20

I was wondering if there is a relationship between $R^2$ and a F-Test.

Usually $$R^2=\frac {\sum (\hat Y_t - \bar Y)^2 / T-1} {\sum( Y_t - \bar Y)^2 / T-1}$$ and it measures the strength of the linear relationship in the regression.

An F-Test just proves a hypothesis.

Is there a relationship between $R^2$ and a F-Test?

MDEWITT
  • 123
  • 6
Le Max
  • 3,559
  • 9
  • 26
  • 26
  • 2
    The formula for $R^2$ looks incorrect, not just because it's missing some characters in the denominator: those "$-1$" terms don't belong. The correct formula looks much more like an $F$ statistic :-). – whuber Apr 22 '13 at 17:28
  • See http://stats.stackexchange.com/questions/58107/conditional-expectation-of-r-squared/58133#58133 – Stéphane Laurent May 21 '13 at 09:31

4 Answers4

29

Recall that in a regression setting, the F statistic is expressed in the following way.

$$ F = \frac{(TSS - RSS)/(p-1)}{RSS/(n-p)} $$

where TSS = total sum of squares and RSS = residual sum of squares, $p$ is the number of predictors (including the constant) and $n$ is the number of observations. This statistic has an $F$ distribution with degrees of freedom $p-1$ and $n-p$.

Also recall that $$ R^2 = 1 - \frac{RSS}{TSS} = \frac{TSS - RSS}{TSS} $$

simple algebra will tell you that $$ R^2 = 1 - (1 + F \cdot \frac{p-1}{n-p})^{-1} $$

where F is the F statistic from above.

This is the theoretical relationship between the F statistic (or the F test) and $R^2$.

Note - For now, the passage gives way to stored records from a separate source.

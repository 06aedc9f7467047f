//! One guarded implementation of an operation.

use std::collections::BTreeMap;
use std::fmt;
use std::sync::Arc;

use crate::errors::DispatchError;
use crate::guard::Guard;
use crate::receiver::Receiver;
use crate::value::Value;

use super::call::CallArgs;

/// A handler body: invoked with the receiver and the original call
/// arguments once its clause is selected.
pub type Handler =
    Arc<dyn Fn(&dyn Receiver, &CallArgs) -> Result<Value, anyhow::Error> + Send + Sync>;

/// Guards plus the handler they protect.
#[derive(Clone)]
pub struct Clause {
    guards: Vec<Guard>,
    named_guards: BTreeMap<String, Guard>,
    handler: Handler,
}

impl Clause {
    pub fn new(
        guards: Vec<Guard>,
        named_guards: BTreeMap<String, Guard>,
        handler: Handler,
    ) -> Self {
        Self {
            guards,
            named_guards,
            handler,
        }
    }

    /// Positional guards, in declaration order.
    pub fn guards(&self) -> &[Guard] {
        &self.guards
    }

    /// Named guards.
    pub fn named_guards(&self) -> &BTreeMap<String, Guard> {
        &self.named_guards
    }

    /// The guarded handler.
    pub fn handler(&self) -> &Handler {
        &self.handler
    }

    /// Number of positional guards; a clause only ever matches calls of
    /// exactly this arity.
    pub fn arity(&self) -> usize {
        self.guards.len()
    }

    /// Full-match test against a call.
    ///
    /// The positional count must equal the guard count and the named key
    /// sets must be exactly equal (no subset tolerance in either
    /// direction) before any guard is evaluated. Guard evaluation errors
    /// propagate.
    pub fn matches(&self, args: &CallArgs, ctx: &dyn Receiver) -> Result<bool, DispatchError> {
        if self.guards.len() != args.positional.len() {
            return Ok(false);
        }
        if !self.named_guards.keys().eq(args.named.keys()) {
            return Ok(false);
        }
        for (guard, arg) in self.guards.iter().zip(&args.positional) {
            if !guard.matches(arg, ctx)? {
                return Ok(false);
            }
        }
        for (name, guard) in &self.named_guards {
            // Key-set equality above guarantees the argument exists.
            if !guard.matches(&args.named[name], ctx)? {
                return Ok(false);
            }
        }
        Ok(true)
    }
}

impl fmt::Debug for Clause {
    fn fmt(&self, f: &mut fmt::Formatter<'_>) -> fmt::Result {
        f.debug_struct("Clause")
            .field("guards", &self.guards)
            .field("named_guards", &self.named_guards)
            .field("handler", &"..")
            .finish()
    }
}
//! Builder helpers for composite guards.
//!
//! Free functions meant to be read at the registration site:
//! `either(..)`, `exact(..)`, `having(..)`, `full_match(..)`,
//! `supporting(..)`.

use crate::value::Value;

use super::guard::Guard;

/// Matches when any child guard matches. Emulates sum-type unions, e.g.
/// `either([Guard::from(ValueType::Int), Guard::from(ValueType::List)])`.
pub fn either(guards: impl IntoIterator<Item = Guard>) -> Guard {
    Guard::AnyOf(guards.into_iter().collect())
}

/// Matches only the given value itself.
///
/// `exact(Value::Type(ValueType::Int))` matches the type reference `Int`,
/// where a bare `ValueType::Int` guard matches integer *instances*.
pub fn exact(value: impl Into<Value>) -> Guard {
    Guard::Equal(value.into())
}

/// Matches when, for every listed capability, the candidate exposes it and
/// invoking it yields the expected result.
///
/// `having([("length", 0)])` matches the empty list, the empty string, and
/// the empty map.
pub fn having<S, V>(properties: impl IntoIterator<Item = (S, V)>) -> Guard
where
    S: Into<String>,
    V: Into<Value>,
{
    Guard::Having(
        properties
            .into_iter()
            .map(|(name, expected)| (name.into(), expected.into()))
            .collect(),
    )
}

/// Matches when every child guard matches the same value.
///
/// Unlike a sequence guard, which pairs each child with one element of a
/// list, all children here apply to the whole candidate.
pub fn full_match(guards: impl IntoIterator<Item = Guard>) -> Guard {
    Guard::AllOf(guards.into_iter().collect())
}

/// Matches when the candidate exposes every named capability. Presence
/// only; nothing is invoked.
pub fn supporting(names: impl IntoIterator<Item = impl Into<String>>) -> Guard {
    Guard::Supporting(names.into_iter().map(Into::into).collect())
}

#[cfg(test)]
mod tests {
    use crate::value::ValueType;

    use super::*;

    #[test]
    fn test_either_is_logical_or() {
        let a = Guard::instance_of(ValueType::Int);
        let b = Guard::instance_of(ValueType::Str);
        let union = either([a.clone(), b.clone()]);
        for value in [Value::Int(1), Value::Str("x".into()), Value::Float(1.0)] {
            let expected = a.matches(&value, &()).unwrap() || b.matches(&value, &()).unwrap();
            assert_eq!(union.matches(&value, &()).unwrap(), expected);
        }
    }

    #[test]
    fn test_full_match_is_logical_and() {
        let a = Guard::instance_of(ValueType::List);
        let b = having([("length", 2)]);
        let both = full_match([a.clone(), b.clone()]);
        for value in [
            Value::list([1, 2]),
            Value::list([1]),
            Value::Str("ab".into()),
        ] {
            let expected = a.matches(&value, &()).unwrap() && b.matches(&value, &()).unwrap();
            assert_eq!(both.matches(&value, &()).unwrap(), expected);
        }
    }

    #[test]
    fn test_exact_distinguishes_reference_from_instance() {
        let reference = exact(Value::Type(ValueType::Int));
        assert!(reference
            .matches(&Value::Type(ValueType::Int), &())
            .unwrap());
        assert!(!reference.matches(&Value::Int(2), &()).unwrap());
    }

    #[test]
    fn test_supporting_requires_all_capabilities() {
        let guard = supporting(["each", "length"]);
        assert!(guard.matches(&Value::list([1]), &()).unwrap());
        // Strings have `length` but not `each`.
        assert!(!guard.matches(&Value::Str("ab".into()), &()).unwrap());
    }

    #[test]
    fn test_having_on_string_rendering() {
        let guard = having([("to_s", "[]")]);
        assert!(guard.matches(&Value::list(Vec::<i64>::new()), &()).unwrap());
        assert!(!guard.matches(&Value::list([1]), &()).unwrap());
    }
}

The practical interpretation is that a bigger $R^2$ lead to high values of F, so if $R^2$ is big (which means that a linear model fits the data well), then the corresponding F statistic should be large, which means that that there should be strong evidence that at least some of the coefficients are non-zero.

Glen_b
  • 257,508
  • 32
  • 553
  • 939
Zheng Li
  • 421
  • 3
  • 4
28

If all the assumptions hold and you have the correct form for $R^2$ then the usual F statistic can be computed as $F = \frac{ R^2 }{ 1- R^2} \times \frac{ \text{df}_2 }{ \text{df}_1 }$. This value can then be compared to the appropriate F distribution to do an F test. This can be derived/confirmed with basic algebra.

Greg Snow
  • 46,563
  • 2
  • 90
  • 159
  • 2
    could you please define df1 and df2? – bonobo Jan 20 '17 at 14:49
  • 1
    @bonobo, df1 is the numerator degrees of freedom (based on the number of predictors) and df2 is the denominator degrees of freedom. – Greg Snow Jan 20 '17 at 17:23
  • 3
    To clarify further about the degrees of freedom: df1=k, where k is number of predictors. df1 is called the "numerator degrees of freedom," even though it's in the denominator in this formula. df2=n−(k+1), where n is the number of observations and k is the number of predictors. df2 is called the "denominator degrees of freedom," even though it's in the numerator in this formula. – Tim Swast Feb 11 '18 at 17:38
  • 7
    @GregSnow could you consider adding the definitions for the degrees of freedom to the answer? I suggested such a change at https://stats.stackexchange.com/review/suggested-edits/175306 but it was rejected. – Tim Swast Feb 11 '18 at 17:45
4

Intuitively, I like to think that the result of the F-ratio first gives a yes-no response to the the question, 'can I reject $H_0$?' (this is determined if the ratio is much larger than 1, or the p-value < $\alpha$).

Then if I determine I can reject $H_0$, $R^2$ then indicates the strength of the relationship between.

In other words, a large F-ratio indicates that there is a relationship. High $R^2$ then indicates how strong that relationship is.

Nick Head
  • 51
  • 2
1

Also, quickly:

R2 = F / (F + n-p/p-1)

Eg, The R2 of a 1df F test = 2.53 with sample size 21, would be:

R2 = 2.53 / (2.53+19) R2 = .1175

rystoli
  • 29
  • 1